性とレット症候群
出典: フリー百科事典『ウィキペディア(Wikipedia)』 (2022/02/28 03:52 UTC 版)
一般的に女性の性染色体は、父親由来と母親由来のX染色体を各一本持つ(性染色体型がXX)ため、MECP2遺伝子も二つ保持している。レット症候群患者は、片方のMECP2遺伝子に変異がある状態である。もし両方のX染色体MECP2遺伝子に異常がある場合は、発生初期に致死である可能性が高い。二本あるX染色体に合計2セット存在する遺伝子群のうち、どちらの染色体の遺伝子群を使用するかは、胚発生初期にランダムに決定され、使用されないX染色体は生涯に渡って不活性化される(詳しくはX染色体の不活性化参照)。その結果、約半数の細胞では正常型のMECP2タンパク質を持ち、残りの細胞では変異型のMECP2タンパク質を持つ状態となる。この変異型MECP2を持つ細胞の割合や分布位置に応じて、重篤度や症状も変化すると考えられている。 一方男性の性染色体は、父親由来のY染色体と母親由来のX染色体を持つ(性染色体型がXY)ため、MECP2遺伝子は一つしか保持していない。
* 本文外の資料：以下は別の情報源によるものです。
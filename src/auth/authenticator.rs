//! Session establishment: restore, verify, or log in.

use std::sync::Arc;

use async_trait::async_trait;
use tracing::{debug, info, instrument, warn};

use super::{AuthError, LoginFlow, Session, SessionStore};
use crate::redeem::RedeemError;

/// Hands out verified sessions to the redemption engine.
#[async_trait]
pub trait Authenticator: Send + Sync {
    /// Returns a session the storefront currently accepts.
    ///
    /// # Errors
    ///
    /// Returns [`AuthError`] when no verified session can be established.
    async fn authenticate(&self) -> Result<Session, AuthError>;

    /// Replaces a session the storefront has just rejected.
    ///
    /// Implementations must not hand back the rejected session; the default
    /// defers to [`Authenticator::authenticate`].
    ///
    /// # Errors
    ///
    /// Returns [`AuthError`] when no verified session can be established.
    async fn reauthenticate(&self) -> Result<Session, AuthError> {
        self.authenticate().await
    }
}

/// Checks whether the storefront still accepts a session.
#[async_trait]
pub trait SessionVerifier: Send + Sync {
    /// Returns `Ok(false)` when the storefront bounces the session to login.
    ///
    /// # Errors
    ///
    /// Returns [`RedeemError`] when the storefront cannot be reached.
    async fn verify(&self, session: &Session) -> Result<bool, RedeemError>;
}

/// [`Authenticator`] backed by a session store and an interactive login.
pub struct SessionAuthenticator {
    store: Arc<dyn SessionStore>,
    login: Arc<dyn LoginFlow>,
    verifier: Arc<dyn SessionVerifier>,
    persist: bool,
}

impl SessionAuthenticator {
    /// Creates an authenticator that persists fresh sessions.
    #[must_use]
    pub fn new(
        store: Arc<dyn SessionStore>,
        login: Arc<dyn LoginFlow>,
        verifier: Arc<dyn SessionVerifier>,
    ) -> Self {
        Self {
            store,
            login,
            verifier,
            persist: true,
        }
    }

    /// Enables or disables saving fresh sessions to the store.
    #[must_use]
    pub fn with_persistence(mut self, persist: bool) -> Self {
        self.persist = persist;
        self
    }

    async fn restore(&self) -> Option<Session> {
        let session = self.store.load()?;
        if session.session_id().is_none() {
            info!("saved session has no sessionid cookie; logging in again");
            return None;
        }
        match self.verifier.verify(&session).await {
            Ok(true) => {
                info!(account = ?session.account(), "reusing saved session");
                Some(session.into_verified())
            }
            Ok(false) => {
                info!("saved session expired; logging in again");
                None
            }
            Err(error) => {
                warn!(error = %error, "could not verify saved session; logging in again");
                None
            }
        }
    }

    async fn login_fresh(&self) -> Result<Session, AuthError> {
        let fresh = self.login.login()?;
        let accepted = self
            .verifier
            .verify(&fresh)
            .await
            .map_err(AuthError::Verification)?;
        if !accepted {
            return Err(AuthError::rejected(
                "the storefront redirected the captured session to its login page",
            ));
        }

        let session = fresh.into_verified();
        info!(account = ?session.account(), "logged in");
        if self.persist {
            self.store.save(&session);
        } else {
            debug!("session persistence disabled");
        }
        Ok(session)
    }
}

#[async_trait]
impl Authenticator for SessionAuthenticator {
    #[instrument(level = "debug", skip(self))]
    async fn authenticate(&self) -> Result<Session, AuthError> {
        if let Some(session) = self.restore().await {
            return Ok(session);
        }
        self.login_fresh().await
    }

    /// Skips the store: the saved session is the one just rejected.
    #[instrument(level = "debug", skip(self))]
    async fn reauthenticate(&self) -> Result<Session, AuthError> {
        self.login_fresh().await
    }
}
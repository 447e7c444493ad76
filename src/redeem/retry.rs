//! Rate-limit wait state.
//!
//! When the storefront throttles the account, the engine waits in fixed
//! ticks and quietly re-submits the same key once per retry interval of
//! elapsed wait. There is no cap on the total wait: the throttle lifts on
//! the storefront's schedule, typically within an hour.
//!
//! # Example
//!
//! ```
//! use std::time::Duration;
//! use redeemer_core::redeem::{RetryState, WaitSchedule, WaitStep};
//!
//! let schedule = WaitSchedule::new(Duration::from_secs(1), Duration::from_secs(3));
//! let mut state = RetryState::new();
//! assert_eq!(state.advance(&schedule), WaitStep::Wait);
//! assert_eq!(state.advance(&schedule), WaitStep::Wait);
//! assert_eq!(state.advance(&schedule), WaitStep::Retry);
//! assert_eq!(state.elapsed(), Duration::from_secs(3));
//! ```

use std::time::Duration;

use async_trait::async_trait;

use super::constants::{DEFAULT_RETRY_INTERVAL, DEFAULT_TICK};

/// Rotating indicator shown while waiting.
const ANIMATION: [char; 4] = ['|', '/', '-', '\\'];

const MIN_TICK: Duration = Duration::from_millis(1);

/// Suspends the engine between wait ticks.
#[async_trait]
pub trait Sleeper: Send + Sync {
    /// Sleeps for `duration`.
    async fn sleep(&self, duration: Duration);
}

/// [`Sleeper`] backed by the tokio timer.
#[derive(Debug, Clone, Copy, Default)]
pub struct TokioSleeper;

#[async_trait]
impl Sleeper for TokioSleeper {
    async fn sleep(&self, duration: Duration) {
        tokio::time::sleep(duration).await;
    }
}

/// Tick length and retry cadence for rate-limit waits.
#[derive(Debug, Clone, Copy, PartialEq, Eq)]
pub struct WaitSchedule {
    tick: Duration,
    retry_interval: Duration,
}

impl Default for WaitSchedule {
    fn default() -> Self {
        Self {
            tick: DEFAULT_TICK,
            retry_interval: DEFAULT_RETRY_INTERVAL,
        }
    }
}

impl WaitSchedule {
    /// Creates a schedule. The tick is at least 1 ms and the retry interval
    /// at least one tick.
    #[must_use]
    pub fn new(tick: Duration, retry_interval: Duration) -> Self {
        let tick = tick.max(MIN_TICK);
        Self {
            tick,
            retry_interval: retry_interval.max(tick),
        }
    }

    /// Length of one wait tick.
    #[must_use]
    pub fn tick(&self) -> Duration {
        self.tick
    }

    /// Elapsed wait between retries.
    #[must_use]
    pub fn retry_interval(&self) -> Duration {
        self.retry_interval
    }
}

/// What the engine does after a tick.
#[derive(Debug, Clone, Copy, PartialEq, Eq)]
pub enum WaitStep {
    /// Keep waiting.
    Wait,
    /// Re-submit the key.
    Retry,
}

/// Wait progress for one rate-limited key.
#[derive(Debug, Clone, Default, PartialEq, Eq)]
pub struct RetryState {
    elapsed: Duration,
    ticks: u64,
    last_retry_at: Duration,
    retries: u32,
}

impl RetryState {
    /// Starts a wait at zero elapsed.
    #[must_use]
    pub fn new() -> Self {
        Self::default()
    }

    /// Records one elapsed tick and reports whether a retry is due.
    pub fn advance(&mut self, schedule: &WaitSchedule) -> WaitStep {
        self.ticks += 1;
        self.elapsed += schedule.tick;
        if self.elapsed - self.last_retry_at >= schedule.retry_interval {
            self.last_retry_at = self.elapsed;
            self.retries += 1;
            WaitStep::Retry
        } else {
            WaitStep::Wait
        }
    }

    /// Indicator character for the current tick.
    #[must_use]
    pub fn animation_frame(&self) -> char {
        let index = usize::try_from(self.ticks % ANIMATION.len() as u64).unwrap_or_default();
        ANIMATION[index]
    }

    /// Total time waited so far.
    #[must_use]
    pub fn elapsed(&self) -> Duration {
        self.elapsed
    }

    /// Number of ticks recorded.
    #[must_use]
    pub fn ticks(&self) -> u64 {
        self.ticks
    }

    /// Number of retries issued.
    #[must_use]
    pub fn retries(&self) -> u32 {
        self.retries
    }
}

#[cfg(test)]
mod tests {
    use super::*;

    #[test]
    fn test_default_schedule_retries_every_sixty_ticks() {
        let schedule = WaitSchedule::default();
        let mut state = RetryState::new();
        let mut retry_ticks = Vec::new();
        for _ in 0..180 {
            if state.advance(&schedule) == WaitStep::Retry {
                retry_ticks.push(state.ticks());
            }
        }
        assert_eq!(retry_ticks, vec![60, 120, 180]);
        assert_eq!(state.retries(), 3);
        assert_eq!(state.elapsed(), Duration::from_secs(180));
    }

    #[test]
    fn test_animation_rotates_through_four_frames() {
        let schedule = WaitSchedule::default();
        let mut state = RetryState::new();
        let mut frames = String::new();
        for _ in 0..6 {
            frames.push(state.animation_frame());
            state.advance(&schedule);
        }
        assert_eq!(frames, "|/-\\|/");
    }

    #[test]
    fn test_schedule_clamps_degenerate_values() {
        let schedule = WaitSchedule::new(Duration::ZERO, Duration::ZERO);
        assert_eq!(schedule.tick(), MIN_TICK);
        assert_eq!(schedule.retry_interval(), MIN_TICK);

        let mut state = RetryState::new();
        assert_eq!(state.advance(&schedule), WaitStep::Retry);
    }

    #[test]
    fn test_retry_interval_not_multiple_of_tick() {
        let schedule = WaitSchedule::new(Duration::from_secs(2), Duration::from_secs(5));
        let mut state = RetryState::new();
        let steps: Vec<_> = (0..6).map(|_| state.advance(&schedule)).collect();
        // Retries at 6 s and 12 s of elapsed wait.
        assert_eq!(
            steps,
            vec![
                WaitStep::Wait,
                WaitStep::Wait,
                WaitStep::Retry,
                WaitStep::Wait,
                WaitStep::Wait,
                WaitStep::Retry,
            ]
        );
    }

    #[tokio::test]
    async fn test_tokio_sleeper_sleeps() {
        let start = tokio::time::Instant::now();
        TokioSleeper.sleep(Duration::from_millis(20)).await;
        assert!(start.elapsed() >= Duration::from_millis(20));
    }
}
//! The authenticated storefront session.

use std::fmt;
use std::sync::Arc;

use reqwest::cookie::{CookieStore, Jar};
use reqwest::header::HeaderValue;
use url::Url;

use super::{SessionCookie, load_cookies_into_jar};

/// Name of the cookie carrying the storefront's anti-forgery session token.
pub const SESSION_ID_COOKIE: &str = "sessionid";

/// An authenticated storefront session.
///
/// A session is a set of cookies plus the account it belongs to. It is passed
/// explicitly from the authenticator to the engine and on to the client; the
/// client only ever reads it.
#[derive(Clone)]
pub struct Session {
    cookies: Vec<SessionCookie>,
    account: Option<String>,
    verified: bool,
    jar: Arc<Jar>,
}

impl Session {
    /// Creates an unverified session from captured or restored cookies.
    #[must_use]
    pub fn new(cookies: Vec<SessionCookie>, account: Option<String>) -> Self {
        let jar = load_cookies_into_jar(&cookies);
        Self {
            cookies,
            account,
            verified: false,
            jar,
        }
    }

    /// Marks the session as verified against the storefront.
    #[must_use]
    pub(crate) fn into_verified(mut self) -> Self {
        self.verified = true;
        self
    }

    /// Returns all cookies in the session.
    #[must_use]
    pub fn cookies(&self) -> &[SessionCookie] {
        &self.cookies
    }

    /// Returns the account identifier, when known.
    #[must_use]
    pub fn account(&self) -> Option<&str> {
        self.account.as_deref()
    }

    /// Whether the storefront accepted this session on the verification check.
    #[must_use]
    pub fn is_verified(&self) -> bool {
        self.verified
    }

    /// Returns the `sessionid` token the redemption form must echo back.
    #[must_use]
    pub fn session_id(&self) -> Option<&str> {
        self.cookies
            .iter()
            .find(|cookie| cookie.name == SESSION_ID_COOKIE && !cookie.value().is_empty())
            .map(SessionCookie::value)
    }

    /// Builds the `Cookie` header value for a request to `url`.
    #[must_use]
    pub fn cookie_header(&self, url: &Url) -> Option<HeaderValue> {
        self.jar.cookies(url)
    }
}

impl fmt::Debug for Session {
    fn fmt(&self, f: &mut fmt::Formatter<'_>) -> fmt::Result {
        f.debug_struct("Session")
            .field("account", &self.account)
            .field("cookies", &self.cookies.len())
            .field("verified", &self.verified)
            .finish_non_exhaustive()
    }
}
//! Error types for session establishment.

use thiserror::Error;

use super::CaptureError;
use crate::redeem::RedeemError;

/// Errors that can occur while establishing a verified session.
///
/// Every variant is fatal for the run; there is no automatic retry.
#[derive(Debug, Error)]
pub enum AuthError {
    /// The operator aborted the login (empty input or end of input).
    #[error("login cancelled: {reason}")]
    LoginCancelled {
        /// What ended the login prompt.
        reason: String,
    },

    /// The storefront did not accept the freshly captured session.
    #[error("[AUTH] login rejected: {reason}\n  Suggestion: {suggestion}")]
    LoginRejected {
        /// Why the session was rejected.
        reason: String,
        /// User-facing hint for recovering.
        suggestion: &'static str,
    },

    /// The session check could not reach the storefront.
    #[error("could not verify the new session: {0}")]
    Verification(#[source] RedeemError),

    /// The captured cookie export could not be used.
    #[error("invalid cookie export: {0}")]
    Capture(#[from] CaptureError),

    /// Reading operator input failed.
    #[error("failed to read login input: {0}")]
    Io(#[from] std::io::Error),
}

impl AuthError {
    /// Creates a cancellation error.
    pub fn cancelled(reason: impl Into<String>) -> Self {
        Self::LoginCancelled {
            reason: reason.into(),
        }
    }

    /// Creates a rejection error with the standard re-login hint.
    pub fn rejected(reason: impl Into<String>) -> Self {
        Self::LoginRejected {
            reason: reason.into(),
            suggestion: "Log in to the storefront in your browser (including the second-factor code), then export the cookies again.",
        }
    }

    /// Returns true when the operator chose to stop.
    #[must_use]
    pub fn is_cancelled(&self) -> bool {
        matches!(self, Self::LoginCancelled { .. })
    }
}
impl SessionStore for EncryptedSessionStore {
    fn load(&self) -> Option<Session> {
        match self.try_load() {
            Ok(Some(session)) => {
                debug!(
                    path = %self.path.display(),
                    cookies = session.cookies().len(),
                    "restored persisted session"
                );
                Some(session)
            }
            Ok(None) => {
                debug!(path = %self.path.display(), "no persisted session");
                None
            }
            Err(error) => {
                warn!(
                    path = %self.path.display(),
                    error = %error,
                    "ignoring unreadable persisted session"
                );
                None
            }
        }
    }

    fn save(&self, session: &Session) -> bool {
        match self.try_save(session) {
            Ok(()) => {
                info!(path = %self.path.display(), "saved session for future runs");
                true
            }
            Err(error) => {
                warn!(
                    path = %self.path.display(),
                    error = %error,
                    "failed to persist session; continuing"
                );
                false
            }
        }
    }
}

/// Returns the default persisted session path.
///
/// # Errors
///
/// Returns [`StorageError::ConfigDirUnavailable`] if no usable config dir is found.
pub fn default_session_path() -> Result<PathBuf, StorageError> {
    Ok(default_config_dir()?.join(SESSION_FILE_NAME))
}

/// Resolves the per-user config directory for the redeemer.
///
/// # Errors
///
/// Returns [`StorageError::ConfigDirUnavailable`] if no usable config dir is found.
pub fn default_config_dir() -> Result<PathBuf, StorageError> {
    resolve_config_dir(
        sanitize_env_path(env::var_os("XDG_CONFIG_HOME")),
        sanitize_env_path(env::var_os("HOME")),
        sanitize_env_path(env::var_os("APPDATA")),
    )
}

fn sanitize_env_path(value: Option<OsString>) -> Option<PathBuf> {
    let value = value?;
    if value.to_string_lossy().trim().is_empty() {
        return None;
    }
    Some(PathBuf::from(value))
}

fn resolve_config_dir(
    xdg_config_home: Option<PathBuf>,
    home: Option<PathBuf>,
    app_data: Option<PathBuf>,
) -> Result<PathBuf, StorageError> {
    if let Some(xdg) = xdg_config_home {
        return Ok(xdg.join(APP_DIR_NAME));
    }
    if let Some(home) = home {
        return Ok(home.join(".config").join(APP_DIR_NAME));
    }
    if let Some(app_data) = app_data {
        return Ok(app_data.join(APP_DIR_NAME));
    }
    Err(StorageError::ConfigDirUnavailable)
}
もし一つしかないMECP2遺伝子に重要な変異が生じた場合は、発生初期段階や出産後早い段階で致死となると考えられており、そのため男児のレット症候群患者が稀であると説明されている。男児でレット症候群と診断される患者は、ほぼ例外なくクラインフェルター症候群も併せ持ち、Y染色体の他にX染色体を二本持っている(性染色体型がXXY)と報告されている。